— Given records —
^^^^

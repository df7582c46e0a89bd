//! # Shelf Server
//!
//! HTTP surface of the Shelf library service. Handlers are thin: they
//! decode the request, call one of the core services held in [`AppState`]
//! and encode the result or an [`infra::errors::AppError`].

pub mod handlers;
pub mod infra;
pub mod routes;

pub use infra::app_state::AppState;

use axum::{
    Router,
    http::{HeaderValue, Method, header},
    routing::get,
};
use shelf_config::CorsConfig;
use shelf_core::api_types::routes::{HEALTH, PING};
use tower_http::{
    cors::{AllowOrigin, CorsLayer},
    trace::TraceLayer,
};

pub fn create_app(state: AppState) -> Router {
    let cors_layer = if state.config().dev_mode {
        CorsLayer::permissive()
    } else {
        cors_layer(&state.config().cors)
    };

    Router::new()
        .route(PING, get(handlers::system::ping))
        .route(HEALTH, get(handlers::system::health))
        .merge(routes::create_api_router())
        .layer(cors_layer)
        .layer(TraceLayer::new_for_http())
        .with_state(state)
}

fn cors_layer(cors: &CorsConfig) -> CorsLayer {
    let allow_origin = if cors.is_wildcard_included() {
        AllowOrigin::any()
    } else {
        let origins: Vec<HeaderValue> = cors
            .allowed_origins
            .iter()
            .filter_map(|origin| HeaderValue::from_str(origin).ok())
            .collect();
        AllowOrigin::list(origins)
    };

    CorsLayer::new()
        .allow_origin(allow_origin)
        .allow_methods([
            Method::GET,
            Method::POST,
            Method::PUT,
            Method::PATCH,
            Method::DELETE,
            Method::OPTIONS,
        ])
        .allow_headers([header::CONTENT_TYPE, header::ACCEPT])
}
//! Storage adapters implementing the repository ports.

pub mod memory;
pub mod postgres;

^^^^

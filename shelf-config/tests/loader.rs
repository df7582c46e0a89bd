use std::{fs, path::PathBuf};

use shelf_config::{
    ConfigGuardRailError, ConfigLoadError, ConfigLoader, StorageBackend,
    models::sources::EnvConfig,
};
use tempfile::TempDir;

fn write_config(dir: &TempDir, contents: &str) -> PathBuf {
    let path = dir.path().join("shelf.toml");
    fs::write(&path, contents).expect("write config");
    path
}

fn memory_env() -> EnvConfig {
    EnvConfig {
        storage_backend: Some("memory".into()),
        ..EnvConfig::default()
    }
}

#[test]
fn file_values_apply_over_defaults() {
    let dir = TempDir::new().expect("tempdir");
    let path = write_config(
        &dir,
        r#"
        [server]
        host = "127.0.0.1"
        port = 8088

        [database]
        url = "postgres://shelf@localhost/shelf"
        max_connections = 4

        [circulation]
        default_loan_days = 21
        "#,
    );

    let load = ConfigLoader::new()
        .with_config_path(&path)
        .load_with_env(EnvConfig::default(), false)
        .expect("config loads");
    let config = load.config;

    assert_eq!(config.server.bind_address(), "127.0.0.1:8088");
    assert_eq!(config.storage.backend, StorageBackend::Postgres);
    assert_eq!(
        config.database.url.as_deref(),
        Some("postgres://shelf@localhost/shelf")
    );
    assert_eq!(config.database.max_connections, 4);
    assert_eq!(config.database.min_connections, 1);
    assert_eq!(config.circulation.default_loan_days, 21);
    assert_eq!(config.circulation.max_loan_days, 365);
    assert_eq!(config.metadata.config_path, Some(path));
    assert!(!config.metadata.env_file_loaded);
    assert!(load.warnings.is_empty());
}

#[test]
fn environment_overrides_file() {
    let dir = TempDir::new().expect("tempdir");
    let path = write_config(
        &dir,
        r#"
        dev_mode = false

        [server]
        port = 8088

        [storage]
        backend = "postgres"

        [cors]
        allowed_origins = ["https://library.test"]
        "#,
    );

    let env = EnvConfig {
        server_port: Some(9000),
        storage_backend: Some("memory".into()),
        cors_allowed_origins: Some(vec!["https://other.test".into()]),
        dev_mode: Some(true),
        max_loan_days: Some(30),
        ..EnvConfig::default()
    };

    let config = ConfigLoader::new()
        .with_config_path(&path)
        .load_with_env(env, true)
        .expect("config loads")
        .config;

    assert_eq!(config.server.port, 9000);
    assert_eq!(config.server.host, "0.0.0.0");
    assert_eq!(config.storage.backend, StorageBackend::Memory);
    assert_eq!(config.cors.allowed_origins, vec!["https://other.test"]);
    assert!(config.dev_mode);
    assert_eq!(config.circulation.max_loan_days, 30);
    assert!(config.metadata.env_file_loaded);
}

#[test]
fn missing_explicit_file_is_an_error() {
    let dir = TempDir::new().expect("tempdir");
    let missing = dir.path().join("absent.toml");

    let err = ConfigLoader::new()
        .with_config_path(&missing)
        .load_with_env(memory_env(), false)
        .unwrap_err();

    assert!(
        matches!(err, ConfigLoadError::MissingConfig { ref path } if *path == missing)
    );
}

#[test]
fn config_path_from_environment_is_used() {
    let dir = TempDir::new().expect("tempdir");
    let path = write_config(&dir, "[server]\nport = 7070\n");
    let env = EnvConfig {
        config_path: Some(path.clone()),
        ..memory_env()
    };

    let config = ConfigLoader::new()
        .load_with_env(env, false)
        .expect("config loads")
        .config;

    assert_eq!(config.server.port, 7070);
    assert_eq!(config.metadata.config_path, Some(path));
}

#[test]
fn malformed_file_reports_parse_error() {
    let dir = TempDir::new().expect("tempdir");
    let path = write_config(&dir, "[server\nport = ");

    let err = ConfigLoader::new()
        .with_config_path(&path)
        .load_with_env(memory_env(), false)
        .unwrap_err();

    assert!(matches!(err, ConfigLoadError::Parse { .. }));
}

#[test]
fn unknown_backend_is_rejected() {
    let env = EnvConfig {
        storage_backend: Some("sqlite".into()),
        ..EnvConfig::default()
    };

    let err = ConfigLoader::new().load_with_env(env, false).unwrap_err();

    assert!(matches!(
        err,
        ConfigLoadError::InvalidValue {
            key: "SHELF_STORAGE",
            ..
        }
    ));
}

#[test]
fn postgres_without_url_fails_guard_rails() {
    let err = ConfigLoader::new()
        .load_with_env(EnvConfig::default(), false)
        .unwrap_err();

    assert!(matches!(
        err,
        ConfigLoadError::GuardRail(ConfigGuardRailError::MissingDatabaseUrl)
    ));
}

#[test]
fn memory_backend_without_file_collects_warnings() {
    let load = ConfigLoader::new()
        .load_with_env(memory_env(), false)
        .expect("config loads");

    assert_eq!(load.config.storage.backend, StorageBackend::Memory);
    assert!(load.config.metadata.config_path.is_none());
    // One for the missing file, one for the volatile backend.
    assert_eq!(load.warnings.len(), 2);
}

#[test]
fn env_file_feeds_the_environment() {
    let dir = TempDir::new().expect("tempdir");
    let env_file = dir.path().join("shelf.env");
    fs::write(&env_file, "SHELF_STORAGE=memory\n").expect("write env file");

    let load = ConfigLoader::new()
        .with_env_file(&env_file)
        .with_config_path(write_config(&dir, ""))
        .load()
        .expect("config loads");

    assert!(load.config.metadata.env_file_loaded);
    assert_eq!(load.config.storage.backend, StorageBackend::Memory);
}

^^^^

— Exercise goal —
Would you give the number of lines of the data that include the string "into"? Nothing else is wanted.

— Written answer —
4